Book World: Review of 'The Magicians' by Lev Grossman (original) (raw)
Viking. 402 pp. $26.95
Once upon a time, about 12 years ago, Harry Potter was born. At the height of the series's popularity, every other person on the subway, it seemed, had a big fat volume in the lap. Despite this summer's film version and two movie sequels to come, the last of the original novels has been written and the hero's fate is sealed within an epilogue. And in the darkest hours, one hears the sad refrain: Where have you gone, Harry Potter? For those who miss him still, an alternative is available in Lev Grossman's new novel.

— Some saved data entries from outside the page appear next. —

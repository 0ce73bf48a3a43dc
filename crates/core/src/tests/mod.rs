// Copyright (C) 2026 Fred Clausen
// Use of this source code is governed by an MIT-style
// license that can be found in the LICENSE file or at
// https://opensource.org/licenses/MIT.

#![allow(clippy::expect_used, clippy::unwrap_used)]

mod consumption_tests;
mod helpers;
mod special_tests;
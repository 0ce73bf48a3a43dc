// Copyright (C) 2026 Fred Clausen
// Use of this source code is governed by an MIT-style
// license that can be found in the LICENSE file or at
// https://opensource.org/licenses/MIT.

#![deny(
    clippy::pedantic,
    clippy::cargo,
    clippy::nursery,
    clippy::style,
    clippy::correctness,
    clippy::all
)]
#![allow(clippy::multiple_crate_versions)]

mod handlers;
mod policy;
mod rejection;
mod request_response;

#[cfg(test)]
mod tests;

pub use handlers::{NoParents, ParentLookup, change_master_data, create_master_data};
pub use policy::{PolicyThresholds, Settings, SettingsError};
pub use rejection::{Rejection, RejectionMessage};
pub use request_response::{
    ChangeMasterDataRequest, CreateMeteringPointRequest, MasterDataFields, MasterDataResponse,
};
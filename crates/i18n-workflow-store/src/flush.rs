//! Flushing recorded missing translations into a stored catalog.
//!
//! A flush runs `export -> merge -> replicate -> save -> clear` under a
//! single-writer lock. The registry is emptied only once the save has
//! succeeded; on any failure the recorded entries are put back so the next
//! flush retries them.

use std::sync::Mutex;

use i18n_workflow_core::{merge, replicate};
use i18n_workflow_registry::{paths_to_document, KeyPath, LookupOptions, Registry};
use tracing::{debug, info, warn};

use crate::config::StoreConfig;
use crate::error::{Result, StoreError};
use crate::traits::CatalogStore;

/// What a flush did.
#[derive(Clone, Debug, PartialEq, Eq)]
pub enum FlushOutcome {
    /// Nothing was recorded, so the catalog was not touched.
    Skipped,
    /// The catalog was rewritten.
    Written {
        /// Locale whose missing keys were exported.
        locale: String,
        /// Distinct missing keys exported for that locale.
        new_keys: usize,
        /// Locales that received the key structure.
        replicated_to: Vec<String>,
    },
}

/// A [`Registry`] paired with the catalog store it flushes into.
pub struct MissingTranslations<S: CatalogStore> {
    registry: Registry,
    store: S,
    config: StoreConfig,
    write_lock: Mutex<()>,
}

impl<S: CatalogStore> MissingTranslations<S> {
    /// Start a session with an empty registry.
    pub fn new(store: S, config: StoreConfig) -> Self {
        Self {
            registry: Registry::new(),
            store,
            config,
            write_lock: Mutex::new(()),
        }
    }

    /// The registry collecting missing translations.
    pub fn registry(&self) -> &Registry {
        &self.registry
    }

    /// The backing catalog store.
    pub fn store(&self) -> &S {
        &self.store
    }

    /// The active configuration.
    pub fn config(&self) -> &StoreConfig {
        &self.config
    }

    /// Record a failed lookup and return its placeholder text.
    ///
    /// Uses the configured separator unless `options` names one.
    pub fn record_failure<T: AsRef<str>>(
        &self,
        locale: &str,
        key: &str,
        scope: &[T],
        options: &LookupOptions,
    ) -> String {
        if options.get("separator").is_some() {
            return self.registry.record_failure(locale, key, scope, options);
        }
        let options = options.clone().with("separator", self.config.separator.as_str());
        self.registry.record_failure(locale, key, scope, &options)
    }

    /// Flush using the configured default locale and replication targets.
    pub fn flush(&self) -> Result<FlushOutcome> {
        self.store_missing_translations(None, &self.config.duplicate_to_locales)
    }

    /// Merge the recorded missing translations for `locale` into the stored
    /// catalog and copy the resulting key structure into
    /// `duplicate_to_locales`.
    ///
    /// Does nothing when no missing translation has been recorded. `locale`
    /// defaults to the configured default locale.
    pub fn store_missing_translations<T: AsRef<str>>(
        &self,
        locale: Option<&str>,
        duplicate_to_locales: &[T],
    ) -> Result<FlushOutcome> {
        let _guard = self
            .write_lock
            .lock()
            .map_err(|e| StoreError::LockPoisoned(e.to_string()))?;

        if !self.registry.has_missing() {
            debug!("no missing translations recorded, skipping flush");
            return Ok(FlushOutcome::Skipped);
        }

        let locale = locale.unwrap_or(&self.config.default_locale);
        let pending = self.registry.drain();
        match self.write(&pending, locale, duplicate_to_locales) {
            Ok(outcome) => Ok(outcome),
            Err(e) => {
                warn!(error = %e, entries = pending.len(), "flush failed, keeping missing translations");
                self.registry.restore(pending);
                Err(e)
            }
        }
    }

    fn write<T: AsRef<str>>(
        &self,
        pending: &[KeyPath],
        locale: &str,
        duplicate_to_locales: &[T],
    ) -> Result<FlushOutcome> {
        let existing = self.store.load()?;
        let missing = paths_to_document(pending, Some(locale));
        let new_keys = missing.leaf_count();

        let merged = merge(&missing, &existing);
        let catalog = replicate(&merged, locale, duplicate_to_locales);
        self.store.save(&catalog)?;

        let replicated_to: Vec<String> = duplicate_to_locales
            .iter()
            .map(|l| l.as_ref().to_string())
            .filter(|l| l != locale)
            .collect();
        info!(
            catalog = %self.store.describe(),
            locale,
            new_keys,
            replicated_to = ?replicated_to,
            "stored missing translations"
        );
        Ok(FlushOutcome::Written {
            locale: locale.to_string(),
            new_keys,
            replicated_to,
        })
    }
}

#[cfg(test)]
mod tests {
    use super::*;
    use crate::memory::InMemoryCatalogStore;

    fn session(contents: Option<&str>) -> MissingTranslations<InMemoryCatalogStore> {
        let store = match contents {
            Some(text) => InMemoryCatalogStore::with_contents(text),
            None => InMemoryCatalogStore::new(),
        };
        let config = StoreConfig {
            default_locale: "nl".to_string(),
            ..StoreConfig::default()
        };
        MissingTranslations::new(store, config)
    }

    const NONE: &[&str] = &[];

    #[test]
    fn empty_registry_does_not_touch_store() {
        let session = session(None);
        assert_eq!(session.store_missing_translations(None, NONE).unwrap(), FlushOutcome::Skipped);
        assert_eq!(session.store().contents().unwrap(), None);
    }

    #[test]
    fn flush_writes_and_clears() {
        let session = session(None);
        session.record_failure("nl", "missing.key.new_translation", NONE, &LookupOptions::new());

        let outcome = session.store_missing_translations(None, NONE).unwrap();
        assert_eq!(
            outcome,
            FlushOutcome::Written {
                locale: "nl".to_string(),
                new_keys: 1,
                replicated_to: vec![],
            }
        );
        assert!(!session.registry().has_missing());
        assert_eq!(
            session.store().contents().unwrap().as_deref(),
            Some("---\nnl:\n  missing_scope:\n    key_scope:\n      new_translation: ''\n")
        );
    }

    #[test]
    fn flush_only_exports_requested_locale() {
        let session = session(None);
        session.record_failure("nl", "a", NONE, &LookupOptions::new());
        session.record_failure("de", "b", NONE, &LookupOptions::new());

        session.store_missing_translations(Some("nl"), NONE).unwrap();
        let contents = session.store().contents().unwrap().unwrap();
        assert_eq!(contents, "---\nnl:\n  a: ''\n");
        assert!(!session.registry().has_missing());
    }

    #[test]
    fn configured_separator_applies_to_recording() {
        let store = InMemoryCatalogStore::new();
        let config = StoreConfig {
            separator: "/".to_string(),
            ..StoreConfig::default()
        };
        let session = MissingTranslations::new(store, config);
        session.record_failure("en", "admin/title", NONE, &LookupOptions::new());
        assert_eq!(session.registry().entries()[0].dotted(), "en.admin_scope.title");
    }

    #[test]
    fn flush_uses_configured_targets() {
        let store = InMemoryCatalogStore::new();
        let config = StoreConfig {
            default_locale: "nl".to_string(),
            duplicate_to_locales: vec!["en".to_string(), "nl".to_string()],
            ..StoreConfig::default()
        };
        let session = MissingTranslations::new(store, config);
        session.record_failure("nl", "title", NONE, &LookupOptions::new());

        let outcome = session.flush().unwrap();
        assert!(matches!(
            outcome,
            FlushOutcome::Written { ref replicated_to, .. } if replicated_to == &vec!["en".to_string()]
        ));
        assert_eq!(
            session.store().contents().unwrap().as_deref(),
            Some("---\nen:\n  title: ''\nnl:\n  title: ''\n")
        );
    }
}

"The Magicians" is about a boy who grows up. Quentin Coldwater is his rather Anglo name, and he lives in Brooklyn, where he is a senior in high school. He is a bright young thing, kind of a nerd, and his secret from childhood is a passionate attachment to a series of fantasy novels set in the mythical land of Fillory. As the story opens, he is on his way to an interview for a spot at Princeton. For most of us that's fantasy enough, but Quentin ends up at the far more exclusive Brakebills College of Magic, situated behind an invisible boundary somewhere on the shores of the Hudson River.
At Brakebills he is introduced to welters, a kind of chess that is the distant, yawning cousin of Hogwarts's Quidditch. He learns all about the arcane magical arts and how to cast spells. A fairly spectacular semester abroad in Antarctica is one of the book's great set pieces. And Quentin learns all about college girls. And booze. And ennui, love, sex and death. His sidekicks and rivals are versions of Harry's friends. They are brash and profane, and they smoke and do all sorts of very adult things that would get one kicked out of Hogwarts.
The first half of the novel concludes with a clever take on the problem faced by many graduates: what to do with the rest of one's life. "No one would come right out and say it, but the worldwide magical ecology was suffering from a serious imbalance: too many magicians, not enough monsters."
The monsters arrive in earnest in the second half. First among them are privileged alumni leading a dissolute life in Manhattan. Dragged into the party life by a couple of louche friends, Quentin experiences an adult moral quandary, and at precisely this moment of his deepest regret he discovers that his childhood fantasy has come true. Fillory is real.
And there in Fillory, Grossman is at his most exuberant and inventive. Situated just beyond the puzzle of the Neitherlands, the magical kingdom in the dark woods is populated with walking trees with clock faces and a talking bear who loves peach schnapps, a beautiful naiad with dire warnings, and giant hares and ferrets wielding swords and quarterstaffs. The battles -- failures and triumphs -- are dark and dangerous.
On a quest to save Fillory from an oppressive spell, Quentin and his fellow magicians move through an expressionistic landscape. One of the most remarkable passages in the novel follows the hero as he makes a solitary journey of self-discovery and learns the bitter truth about the real people who first discovered the way into an imaginary land. At the heart of "The Magicians" is the betrayal of true friendships, where the reader is left as lonely as the hero, and the novel swells to its heartbreaking ending.
Grossman, Time magazine's book critic and a frequent writer on technology, clearly has read his Potter and much more. While this story invariably echoes a whole body of romantic coming-of-age tales, Grossman's American variation is fresh and compelling. Like a jazz musician, he riffs on Potter and Narnia, but makes it his own.
Vladimir Nabokov once observed, "The truth is that great novels are great fairy tales." "The Magicians" is a great fairy tale, written for grown-ups but appealing to our most basic desires for stories to bring about some re-enchantment with the world, where monsters lurk but where a young man with a little magic may prevail.
Donohue is the author of "The Stolen Child" and "Angels of Destruction."